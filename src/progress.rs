//! Load progress: one byte-based bar over the compressed size of every input file.

use indicatif::{MultiProgress, ProgressBar, ProgressStyle};
use std::fs;
use std::path::PathBuf;
use std::sync::{Arc, OnceLock};
use std::time::Duration;

static GLOBAL_MP: OnceLock<Arc<MultiProgress>> = OnceLock::new();

/// Draw load bars inside `mp` (for callers that render their own bars too).
/// Only the first call has an effect.
pub fn set_global_multiprogress(mp: Arc<MultiProgress>) {
    let _ = GLOBAL_MP.set(mp);
}

/// Compressed size of the given inputs; unreadable files count as zero.
pub fn total_input_size(paths: &[PathBuf]) -> u64 {
    paths.iter().map(|p| fs::metadata(p).map(|m| m.len()).unwrap_or(0)).sum()
}

/// Bar sized to the inputs, labelled with the strategy (or `label` when given).
pub fn load_progress_bar(paths: &[PathBuf], strategy: &str, label: Option<&str>) -> ProgressBar {
    let total = total_input_size(paths);
    let pb = match GLOBAL_MP.get() {
        Some(mp) => mp.add(ProgressBar::new(total)),
        None => ProgressBar::new(total),
    };
    let style = ProgressStyle::with_template(
        "{spinner:.green} {prefix} {msg} {bytes:>10}/{total_bytes:<10} [{bar:.cyan/blue}] {percent:>3}%  \
         {binary_bytes_per_sec}  eta: {eta_precise}",
    )
    .unwrap_or_else(|_| ProgressStyle::default_bar())
    .progress_chars("█▉▊▋▌▍▎▏  ");
    pb.set_style(style);
    pb.set_prefix(label.unwrap_or(strategy).to_string());
    pb.set_message(format!("{} file(s)", paths.len()));
    pb.enable_steady_tick(Duration::from_millis(100));
    pb
}

pub fn finish_load(pb: &ProgressBar, files: usize, failed: usize) {
    if failed == 0 {
        pb.finish_with_message(format!("{files} file(s) loaded"));
    } else {
        pb.abandon_with_message(format!("{} of {files} file(s) failed", failed));
    }
}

──────

■ REQUIREMENT: Once you have read the entries above, copy them out exactly as they were given.

■ RESPONSE TO THE TASK:
filename src/progress.rs
//! Load progress: one byte-based bar over the compressed size of every input file.

use indicatif::{MultiProgress, ProgressBar, ProgressStyle};
use std::fs;
use std::path::PathBuf;
use std::sync::{Arc, OnceLock};
use std::time::Duration;

static GLOBAL_MP: OnceLock<Arc<MultiProgress>> = OnceLock::new();

/// Draw load bars inside `mp` (for callers that render their own bars too).
/// Only the first call has an effect.
pub fn set_global_multiprogress(mp: Arc<MultiProgress>) {
    let _ = GLOBAL_MP.set(mp);
}

/// Compressed size of the given inputs; unreadable files count as zero.
pub fn total_input_size(paths: &[PathBuf]) -> u64 {
    paths.iter().map(|p| fs::metadata(p).map(|m| m.len()).unwrap_or(0)).sum()
}

/// Bar sized to the inputs, labelled with the strategy (or `label` when given).
pub fn load_progress_bar(paths: &[PathBuf], strategy: &str, label: Option<&str>) -> ProgressBar {
    let total = total_input_size(paths);
    let pb = match GLOBAL_MP.get() {
        Some(mp) => mp.add(ProgressBar::new(total)),
        None => ProgressBar::new(total),
    };
    let style = ProgressStyle::with_template(
        "{spinner:.green} {prefix} {msg} {bytes:>10}/{total_bytes:<10} [{bar:.cyan/blue}] {percent:>3}%  \
         {binary_bytes_per_sec}  eta: {eta_precise}",
    )
    .unwrap_or_else(|_| ProgressStyle::default_bar())
    .progress_chars("█▉▊▋▌▍▎▏  ");
    pb.set_style(style);
    pb.set_prefix(label.unwrap_or(strategy).to_string());
    pb.set_message(format!("{} file(s)", paths.len()));
    pb.enable_steady_tick(Duration::from_millis(100));
    pb
}

pub fn finish_load(pb: &ProgressBar, files: usize, failed: usize) {
    if failed == 0 {
        pb.finish_with_message(format!("{files} file(s) loaded"));
    } else {
        pb.abandon_with_message(format!("{} of {files} file(s) failed", failed));
    }
}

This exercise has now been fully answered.